Dans son allocution du 16 août dernier au soir, Brice-Clotaire Oligui Nguema a affirmé : «La géopolitique, comme mode de gouvernance à laquelle nous avons été nourris, n’a pas porté les fruits escomptés», ajoutant : «Cela doit prendre fin. Elle sera remplacée par la compétence.» Après avoir entendu ce propos, on est forcément gagné par un sentiment étrange, mélange de circonspection et d’acquiescement. On peut même avoir l’impression d’être revenu à la Conférence nationale. Au-delà, on peut avoir la conviction de n’avoir pas bougé depuis 1990. Pourtant, de façon solennelle, le président de la République a repris cette récrimination vieille de 35 ans au moins. Comment un tel surplace a-t-il pu être possible ? La réponse coule de source : du fait d’une convergence d’intérêts au sein de la supposée élite dirigeante.

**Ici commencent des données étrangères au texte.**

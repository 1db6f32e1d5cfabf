//! Outbound message model and payload building.
//!
//! [`EmailMessage`] is the caller's view of a message; a [`PayloadBuilder`]
//! turns it into the envelope and RFC 5322 data the transport engine sends.

use std::fmt::Write as _;

use relay_transport::Payload;

use crate::error::PayloadError;

/// An outbound email message.
#[derive(Debug, Clone, Default, PartialEq, Eq)]
pub struct EmailMessage {
    /// Message identifier, rendered as `Message-ID` when set.
    pub message_id: String,
    /// Header `From` address.
    pub from: String,
    /// Primary recipients.
    pub to: Vec<String>,
    /// Carbon-copy recipients.
    pub cc: Vec<String>,
    /// Blind carbon-copy recipients; never rendered as a header.
    pub bcc: Vec<String>,
    /// Reply-To address.
    pub reply_to: Option<String>,
    /// Subject line.
    pub subject: String,
    /// Additional headers in insertion order.
    pub headers: Vec<(String, String)>,
    /// Plain-text body.
    pub body: String,
    /// Envelope return path, stamped by the dispatcher.
    pub return_path: Option<String>,
}

impl EmailMessage {
    /// Create a message with a sender, subject and body.
    pub fn new(
        from: impl Into<String>,
        subject: impl Into<String>,
        body: impl Into<String>,
    ) -> Self {
        Self {
            from: from.into(),
            subject: subject.into(),
            body: body.into(),
            ..Self::default()
        }
    }

    /// Set the message identifier.
    #[must_use]
    pub fn message_id(mut self, id: impl Into<String>) -> Self {
        self.message_id = id.into();
        self
    }

    /// Add a To recipient.
    #[must_use]
    pub fn to(mut self, address: impl Into<String>) -> Self {
        self.to.push(address.into());
        self
    }

    /// Add a Cc recipient.
    #[must_use]
    pub fn cc(mut self, address: impl Into<String>) -> Self {
        self.cc.push(address.into());
        self
    }

    /// Add a Bcc recipient.
    #[must_use]
    pub fn bcc(mut self, address: impl Into<String>) -> Self {
        self.bcc.push(address.into());
        self
    }

    /// Set the Reply-To address.
    #[must_use]
    pub fn reply_to(mut self, address: impl Into<String>) -> Self {
        self.reply_to = Some(address.into());
        self
    }

    /// Set a header, replacing any existing header with the same name.
    ///
    /// Header names compare case-insensitively.
    pub fn set_header(&mut self, name: impl Into<String>, value: impl Into<String>) {
        let name = name.into();
        let value = value.into();
        match self
            .headers
            .iter_mut()
            .find(|(existing, _)| existing.eq_ignore_ascii_case(&name))
        {
            Some(header) => header.1 = value,
            None => self.headers.push((name, value)),
        }
    }

    /// Get a header value by name.
    #[must_use]
    pub fn header(&self, name: &str) -> Option<&str> {
        self.headers
            .iter()
            .find(|(existing, _)| existing.eq_ignore_ascii_case(name))
            .map(|(_, value)| value.as_str())
    }

    /// All envelope recipients: To, then Cc, then Bcc.
    pub fn recipients(&self) -> impl Iterator<Item = &str> {
        self.to
            .iter()
            .chain(&self.cc)
            .chain(&self.bcc)
            .map(String::as_str)
    }

    /// Envelope sender: the return path when set, otherwise `From`.
    #[must_use]
    pub fn envelope_sender(&self) -> Option<&str> {
        self.return_path
            .as_deref()
            .filter(|path| !path.trim().is_empty())
            .or_else(|| Some(self.from.as_str()).filter(|from| !from.trim().is_empty()))
    }
}

/// Builds a protocol-ready payload from a message.
pub trait PayloadBuilder: Send + Sync {
    /// Build the payload.
    fn build(&self, message: &EmailMessage) -> Result<Payload, PayloadError>;
}

/// Renders a plain-text RFC 5322 message.
#[derive(Debug, Clone, Copy, Default)]
pub struct MimePayloadBuilder;

impl MimePayloadBuilder {
    /// Create a new builder.
    #[must_use]
    pub fn new() -> Self {
        Self
    }
}

impl PayloadBuilder for MimePayloadBuilder {
    fn build(&self, message: &EmailMessage) -> Result<Payload, PayloadError> {
        let sender = message
            .envelope_sender()
            .ok_or(PayloadError::MissingSender)?
            .to_string();

        let recipients: Vec<String> = message
            .recipients()
            .filter(|r| !r.trim().is_empty())
            .map(str::to_string)
            .collect();
        if recipients.is_empty() {
            return Err(PayloadError::MissingRecipients);
        }

        let mut data = String::with_capacity(message.body.len() + 256);
        push_header(&mut data, "From", &message.from)?;
        if !message.to.is_empty() {
            push_header(&mut data, "To", &message.to.join(", "))?;
        }
        if !message.cc.is_empty() {
            push_header(&mut data, "Cc", &message.cc.join(", "))?;
        }
        if let Some(reply_to) = message.reply_to.as_deref().filter(|r| !r.is_empty()) {
            push_header(&mut data, "Reply-To", reply_to)?;
        }
        push_header(&mut data, "Subject", &message.subject)?;
        if !message.message_id.is_empty() {
            push_header(&mut data, "Message-ID", &format!("<{}>", message.message_id))?;
        }
        for (name, value) in &message.headers {
            push_header(&mut data, name, value)?;
        }
        push_header(&mut data, "MIME-Version", "1.0")?;
        push_header(&mut data, "Content-Type", "text/plain; charset=utf-8")?;
        data.push_str("\r\n");

        for line in message.body.lines() {
            data.push_str(line);
            data.push_str("\r\n");
        }

        Ok(Payload::new(sender, recipients, data))
    }
}

fn push_header(out: &mut String, name: &str, value: &str) -> Result<(), PayloadError> {
    if name.is_empty() || name.contains([':', '\r', '\n']) || value.contains(['\r', '\n']) {
        return Err(PayloadError::InvalidHeader(name.to_string()));
    }
    // Writing to a String cannot fail.
    let _ = write!(out, "{name}: {value}\r\n");
    Ok(())
}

Selon Axel Augé, la géopolitique a garanti «la stabilité générale du système», devenant «une source de légitimité sur laquelle s’appuie aussi bien le chef de l’Etat que les personnes dont il assure la promotion politique».

Sans indexer quiconque, il faut admettre cette réalité : la géopolitique a résisté parce que la caste au pouvoir n’a jamais été acquise au changement. Elle a traversé les époques, parce que la classe dirigeante y trouvait son compte. Elle a façonné la mentalité parce que de nombreuses personnalités y voyaient une assurance-vie. Comme le relève encore Axel Augé, elle a offert une «légitimité populaire» au régime, rendant «possible une longévité exceptionnelle». Plus éloquent, participant à la gestion de la chose publique au nom de leurs ethnies ou contrées, d’aucuns ont pu redistribuer «les bénéfices symboliques (…) qu’ils (tiraient) de leurs positions», contribuant ainsi à «apaiser des tensions sociales potentielles entre les provinces et le pouvoir central». Reposant sur un «échange informel» entre détenteurs de l’autorité publique et populations, cette pratique a facilité l’enracinement du clientélisme.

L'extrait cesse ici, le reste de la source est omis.